In Bliss, cells represent discrete pieces of information.  That could be a picture, audio, video, text, number, formatted text.  The cell can contain data of any size or a single letter.  The cell can be represented as a currency, a checkbox, a radio button, a date picker, etc.  A cell could be shown as a bar graph in one document.  The same cell could be visualised as a percentage in another document.

This means that a cell’s data is stored independently from the cell’s formatting.  The cell could be said to have no formatting because the formatting is layered on as part of the visualisation.

Cells can have prefixes and suffixes.  Cells can be auto-numbered.

Cells can be stored in a hierarchy, or not.  The cell could be in a hierarchy in one document, but sitting with no parents in another.  

This means that a cell can exist within more than one hierarchy – this allows the mapping of complex relationships, e.g. A person could be a son.  The person could also be an employee.  The same person could also be a member of the local library.

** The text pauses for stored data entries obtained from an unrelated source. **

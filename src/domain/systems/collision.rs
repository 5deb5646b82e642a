use crate::domain::state::{CollisionEvent, Projectile};
use crate::domain::vector::Vector2;
use std::collections::HashMap;
use tracing::info;

/// Overlap test used between projectiles and collidables.
#[derive(Debug, Clone, Copy, PartialEq, Eq, Default)]
pub enum CollisionShape {
    /// Distance between centers <= sum of radii.
    #[default]
    Circle,
    /// Axis-aligned squares with half-extent = radius.
    Box,
}

impl CollisionShape {
    pub fn overlaps(self, a: Vector2, a_radius: f32, b: Vector2, b_radius: f32) -> bool {
        let reach = a_radius + b_radius;
        let d = b - a;
        match self {
            Self::Circle => d.length_squared() <= reach * reach,
            Self::Box => d.x.abs() <= reach && d.y.abs() <= reach,
        }
    }
}

/// Anything a projectile can hit.
#[derive(Debug, Clone, Copy, PartialEq)]
pub struct Collidable {
    pub id: u64,
    pub position: Vector2,
    pub radius: f32,
}

/// Projectile id -> launcher id pairs that must never collide.
#[derive(Debug, Clone, Default)]
pub struct LauncherExclusions {
    launchers: HashMap<u64, u64>,
}

impl LauncherExclusions {
    pub fn from_projectiles(projectiles: &[Projectile]) -> Self {
        let launchers = projectiles
            .iter()
            .filter_map(|p| p.launcher_id.map(|launcher| (p.id, launcher)))
            .collect();
        Self { launchers }
    }

    pub fn insert(&mut self, projectile_id: u64, launcher_id: u64) {
        self.launchers.insert(projectile_id, launcher_id);
    }

    pub fn excludes(&self, projectile_id: u64, other_id: u64) -> bool {
        self.launchers.get(&projectile_id) == Some(&other_id)
    }
}

/// Finds at most one hit per live projectile and destroys it on the spot.
///
/// Collidables are scanned in slice order and the first overlap wins, so the
/// result is deterministic for a given ordering. Projectiles that are already
/// terminal are skipped, which keeps repeated passes from reporting a second hit.
pub fn resolve(
    projectiles: &mut [Projectile],
    collidables: &[Collidable],
    exclusions: &LauncherExclusions,
    shape: CollisionShape,
    tick: u64,
) -> Vec<CollisionEvent> {
    let mut events = Vec::new();

    // Naive O(P*C) scan; entity counts are small.
    for p in projectiles.iter_mut() {
        if !p.is_alive() {
            continue;
        }

        let hit = collidables.iter().find(|c| {
            !exclusions.excludes(p.id, c.id)
                && shape.overlaps(p.body.position, p.radius, c.position, c.radius)
        });

        if let Some(other) = hit {
            if p.destroy(other.id) {
                info!(
                    projectile_id = p.id,
                    other_id = other.id,
                    launcher_id = p.launcher_id,
                    tick,
                    "projectile hit"
                );
                events.push(CollisionEvent {
                    projectile_id: p.id,
                    other_id: other.id,
                    tick,
                });
            }
        }
    }

    events
}
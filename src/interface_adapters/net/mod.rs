// Network adapter modules split by client sockets vs internal HTTP routes.

pub mod client;
pub mod internal;

pub use client::{spawn_serializers, ws_handler};
pub use internal::spawn_projectile_handler;
// Framework bootstrap for the simulation server runtime.

use crate::domain::{MonotonicSource, SimError, TickClock, World};
use crate::frameworks::config;
use crate::interface_adapters::net::{spawn_projectile_handler, spawn_serializers, ws_handler};
use crate::interface_adapters::state::AppState;
use crate::use_cases::{GameEvent, ServerState, SimNotice, WorldChannels, WorldUpdate, world_task};

use axum::{
    Router,
    extract::ws::Utf8Bytes,
    routing::{get, post},
};
use std::net::SocketAddr;
use std::{io::Result, sync::Arc};
use tokio::sync::{Notify, broadcast, mpsc, watch};

fn init_runtime() {
    let _ = dotenvy::dotenv();

    let filter = tracing_subscriber::EnvFilter::try_from_default_env()
        .unwrap_or_else(|_| tracing_subscriber::EnvFilter::new("info"));

    let json = matches!(std::env::var("LOG_FORMAT").as_deref(), Ok("json"));
    if json {
        tracing_subscriber::fmt()
            .with_env_filter(filter)
            .with_target(false)
            .json()
            .with_current_span(true)
            .init();
    } else {
        tracing_subscriber::fmt()
            .with_env_filter(filter)
            .with_target(false)
            .compact()
            .init();
    }

    std::panic::set_hook(Box::new(|info| {
        let backtrace = std::backtrace::Backtrace::capture();
        tracing::error!(%info, ?backtrace, "panic");
    }));
}

pub async fn run(listener: tokio::net::TcpListener) -> Result<()> {
    let address = listener.local_addr()?;
    // build state
    let state = build_state()?;
    // Start the Web Server
    let app = Router::new()
        .route("/ws", get(ws_handler))
        .route("/projectiles", post(spawn_projectile_handler))
        .with_state(state);

    tracing::info!(%address, "listening");

    // Serve app and report errors rather than panicking
    axum::serve(listener, app).await.inspect_err(|e| {
        tracing::error!(error = %e, "server error");
    })
}

pub async fn run_with_config() -> Result<()> {
    init_runtime();

    let address = SocketAddr::from(([127, 0, 0, 1], config::http_port()));

    // Bind TCP listener with error handling
    let listener = tokio::net::TcpListener::bind(address)
        .await
        .inspect_err(|e| {
            tracing::error!(%address, error = %e, "failed to bind");
        })?;

    run(listener).await
}

fn build_state() -> Result<Arc<AppState>> {
    let tuning = config::sim_tuning().map_err(|e| {
        let err = SimError::from(e);
        tracing::error!(error = %err, "refusing to start");
        std::io::Error::other(err)
    })?;
    let world = World::new(tuning)
        .map_err(|e| std::io::Error::other(format!("failed to build world: {e}")))?;
    let clock = TickClock::new(MonotonicSource::new(), tuning.max_clock_delta)
        .map_err(|e| std::io::Error::other(format!("failed to build clock: {e}")))?;
    let tick_interval = config::tick_interval();
    tracing::debug!(
        ?tuning,
        tick_interval_ms = tick_interval.as_millis(),
        "simulation configured"
    );

    // Setup Channels
    // input_tx/rx: client inputs and spawn requests go to the single world task.
    let (input_tx, input_rx) = mpsc::channel::<GameEvent>(config::INPUT_CHANNEL_CAPACITY);
    // world_tx/notice_tx: domain-level broadcasts, serialized once below.
    let (world_tx, _world_rx) =
        broadcast::channel::<WorldUpdate>(config::WORLD_BROADCAST_CAPACITY);
    let (notice_tx, _notice_rx) =
        broadcast::channel::<SimNotice>(config::NOTICE_BROADCAST_CAPACITY);
    let (world_bytes_tx, _world_bytes_rx) =
        broadcast::channel::<Utf8Bytes>(config::WORLD_BROADCAST_CAPACITY);
    let (world_latest_tx, _world_latest_rx) = watch::channel::<Utf8Bytes>(Utf8Bytes::from(""));
    let (notice_bytes_tx, _notice_bytes_rx) =
        broadcast::channel::<Utf8Bytes>(config::NOTICE_BROADCAST_CAPACITY);
    let (server_state_tx, _server_state_rx) = watch::channel(ServerState::Running);

    let state = Arc::new(AppState {
        input_tx,
        world_bytes_tx,
        world_latest_tx,
        notice_bytes_tx,
        server_state_tx: server_state_tx.clone(),
    });

    // Serializers subscribe before the world task can publish its first tick.
    spawn_serializers(&world_tx, &notice_tx, &state);

    // The server runs until the process exits, so nothing ever notifies this.
    let shutdown = Arc::new(Notify::new());
    tokio::spawn(world_task(
        world,
        clock,
        WorldChannels {
            input_rx,
            world_tx,
            notice_tx,
            server_state_tx,
        },
        tick_interval,
        shutdown,
    ));

    Ok(state)
}
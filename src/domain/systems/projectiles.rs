use crate::domain::state::Projectile;
use crate::domain::vector::Vector2;

/// Moves a live projectile straight along its spawn orientation and adds the
/// distance to its odometer. Projectiles never turn.
pub fn travel(mut p: Projectile, dt: f32) -> Projectile {
    if !p.is_alive() {
        return p;
    }

    let move_amount = p.body.speed * dt;
    p.body.position = p.body.position + Vector2::from_angle(p.body.orientation) * move_amount;
    p.distance_traveled += move_amount;
    p
}

/// Expires a live projectile once it has gone strictly past its range.
/// Exactly `max_range` still counts as in range.
pub fn expire_if_out_of_range(mut p: Projectile) -> Projectile {
    if p.is_alive() && p.distance_traveled > p.max_range {
        p.expire();
    }
    p
}

/// One full lifecycle step without a collision pass: travel, then range check.
pub fn step_projectile(p: Projectile, dt: f32) -> Projectile {
    expire_if_out_of_range(travel(p, dt))
}
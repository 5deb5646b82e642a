// Authoritative simulation state and the fixed per-tick pipeline.

use crate::domain::errors::{ClockFault, ConfigError};
use crate::domain::state::{
    Actor, ActorInput, CollisionEvent, Despawn, DespawnReason, Kinematics, Projectile,
    ProjectileState, SpawnRequest,
};
use crate::domain::systems::collision::{self, Collidable, LauncherExclusions};
use crate::domain::systems::{movement, projectiles, targeting};
use crate::domain::tuning::SimTuning;
use crate::domain::vector::Vector2;
use tracing::{debug, warn};

/// What happened during one `World::step`.
#[derive(Debug, Clone, Default, PartialEq)]
pub struct TickReport {
    pub tick: u64,
    pub delta: f32,
    pub collisions: Vec<CollisionEvent>,
    pub despawned: Vec<Despawn>,
    /// Projectiles created by fire triggers this tick.
    pub spawned: Vec<u64>,
}

pub struct World {
    tuning: SimTuning,
    tick: u64,
    actors: Vec<Actor>,
    projectiles: Vec<Projectile>,
    next_projectile_id: u64,
}

impl World {
    pub fn new(tuning: SimTuning) -> Result<Self, ConfigError> {
        tuning.validate()?;
        Ok(Self {
            tuning,
            tick: 0,
            actors: Vec::new(),
            projectiles: Vec::new(),
            next_projectile_id: 1,
        })
    }

    pub fn tuning(&self) -> &SimTuning {
        &self.tuning
    }

    /// Number of completed steps.
    pub fn tick(&self) -> u64 {
        self.tick
    }

    pub fn actors(&self) -> &[Actor] {
        &self.actors
    }

    pub fn actor(&self, id: u64) -> Option<&Actor> {
        self.actors.iter().find(|a| a.id == id)
    }

    /// Live projectiles only; terminal ones are removed at the end of each step.
    pub fn projectiles(&self) -> &[Projectile] {
        &self.projectiles
    }

    pub fn projectile(&self, id: u64) -> Option<&Projectile> {
        self.projectiles.iter().find(|p| p.id == id)
    }

    /// Adds an actor with the configured player tuning. Returns false if the id is taken.
    pub fn spawn_actor(&mut self, id: u64, position: Vector2) -> bool {
        if self.actor(id).is_some() {
            return false;
        }

        let player = self.tuning.player;
        self.actors.push(Actor {
            id,
            body: Kinematics {
                position,
                orientation: 0.0,
                speed: player.speed,
            },
            radius: player.radius,
            last_input: ActorInput::default(),
            fire_cooldown: 0.0,
        });
        true
    }

    pub fn remove_actor(&mut self, id: u64) -> bool {
        let before = self.actors.len();
        self.actors.retain(|a| a.id != id);
        self.actors.len() != before
    }

    /// Replaces the actor's input snapshot; it is reused every tick until replaced.
    pub fn set_input(&mut self, id: u64, input: ActorInput) -> bool {
        match self.actors.iter_mut().find(|a| a.id == id) {
            Some(actor) => {
                actor.last_input = input;
                true
            }
            None => false,
        }
    }

    /// Creates an active projectile right away. It first moves on the next step.
    pub fn spawn_projectile(&mut self, request: SpawnRequest) -> Result<u64, ConfigError> {
        let id = self.next_projectile_id;
        let projectile = Projectile::spawn(id, &request, self.tuning.projectile.radius)?;
        self.projectiles.push(projectile);
        self.next_projectile_id = self.next_projectile_id.wrapping_add(1);
        Ok(id)
    }

    /// Runs one tick: movement, targeting, projectile travel, collisions,
    /// range expiry, removal, then fire triggers.
    ///
    /// A zero, negative or non-finite `dt` is refused before anything changes.
    pub fn step(&mut self, dt: f32) -> Result<TickReport, ClockFault> {
        if !(dt.is_finite() && dt > 0.0) {
            return Err(ClockFault::NonPositiveDelta {
                delta: f64::from(dt),
            });
        }

        self.tick += 1;
        let tick = self.tick;

        // Actor movement.
        let bounds = self.tuning.bounds;
        for a in &mut self.actors {
            a.body = movement::advance(a.body, a.last_input.direction, dt);
            if let Some(bounds) = &bounds {
                a.body.position = bounds.clamp(a.body.position);
            }
        }

        // Targeting uses post-movement positions.
        for a in &mut self.actors {
            if let Some(aim) = a.last_input.aim {
                a.body.orientation =
                    targeting::face_toward(a.body.position, aim, a.body.orientation);
            }
        }

        for p in &mut self.projectiles {
            *p = projectiles::travel(*p, dt);
        }

        // Collisions run before expiry so a last-tick hit still counts as a hit.
        let collidables: Vec<Collidable> = self
            .actors
            .iter()
            .map(|a| Collidable {
                id: a.id,
                position: a.body.position,
                radius: a.radius,
            })
            .collect();
        let exclusions = LauncherExclusions::from_projectiles(&self.projectiles);
        let collisions = collision::resolve(
            &mut self.projectiles,
            &collidables,
            &exclusions,
            self.tuning.collision_shape,
            tick,
        );

        for p in &mut self.projectiles {
            *p = projectiles::expire_if_out_of_range(*p);
        }

        let despawned = self.remove_terminal_projectiles();
        let spawned = self.fire(dt);

        Ok(TickReport {
            tick,
            delta: dt,
            collisions,
            despawned,
            spawned,
        })
    }

    fn remove_terminal_projectiles(&mut self) -> Vec<Despawn> {
        let mut despawned = Vec::new();
        for p in &self.projectiles {
            let reason = match p.state() {
                ProjectileState::Active => continue,
                ProjectileState::Expired => {
                    debug!(
                        projectile_id = p.id,
                        distance = p.distance_traveled,
                        max_range = p.max_range,
                        "projectile out of range"
                    );
                    DespawnReason::Expired
                }
                ProjectileState::Destroyed { by } => DespawnReason::Collision { other_id: by },
            };
            despawned.push(Despawn {
                projectile_id: p.id,
                reason,
            });
        }

        self.projectiles.retain(|p| p.is_alive());
        despawned
    }

    fn fire(&mut self, dt: f32) -> Vec<u64> {
        let cooldown = self.tuning.player.fire_cooldown;
        let shot = self.tuning.projectile;

        let mut requests = Vec::new();
        for a in &mut self.actors {
            a.fire_cooldown = (a.fire_cooldown - dt).max(0.0);
            if a.last_input.fire && a.fire_cooldown <= 0.0 {
                // Inherit the launcher's transform; the launcher exclusion prevents self-hits.
                requests.push(SpawnRequest {
                    launcher_id: Some(a.id),
                    position: a.body.position,
                    orientation: a.body.orientation,
                    speed: shot.speed,
                    max_range: shot.max_range,
                });
                a.fire_cooldown = cooldown;
            }
        }

        let mut spawned = Vec::with_capacity(requests.len());
        for request in requests {
            match self.spawn_projectile(request) {
                Ok(id) => spawned.push(id),
                Err(e) => warn!(error = %e, launcher_id = request.launcher_id, "fire rejected"),
            }
        }
        spawned
    }
}
// Interface adapters: wire protocol and network handling.

pub mod http;
pub mod net;
pub mod protocol;
pub mod state;
pub mod utils;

The common thing in the multiple hierarchies is the person, so the person is stored in the cell.

In order to belong to a given hierarchy, it may be necessary for a cell to be classified (supports the interface) as a given type.  E.g. for a person cell to be included in the employee hierarchy, the person cell would need to be notated as supporting the person interface.

A cell can support more than one interface, so the same cell could be a person and a manager.

Supported Interfaces are notated by tagging.

Remember a group of cells is a kind of cell, so complex datasets can be created.  A cell can be a table, or a hierarchy, or a graph.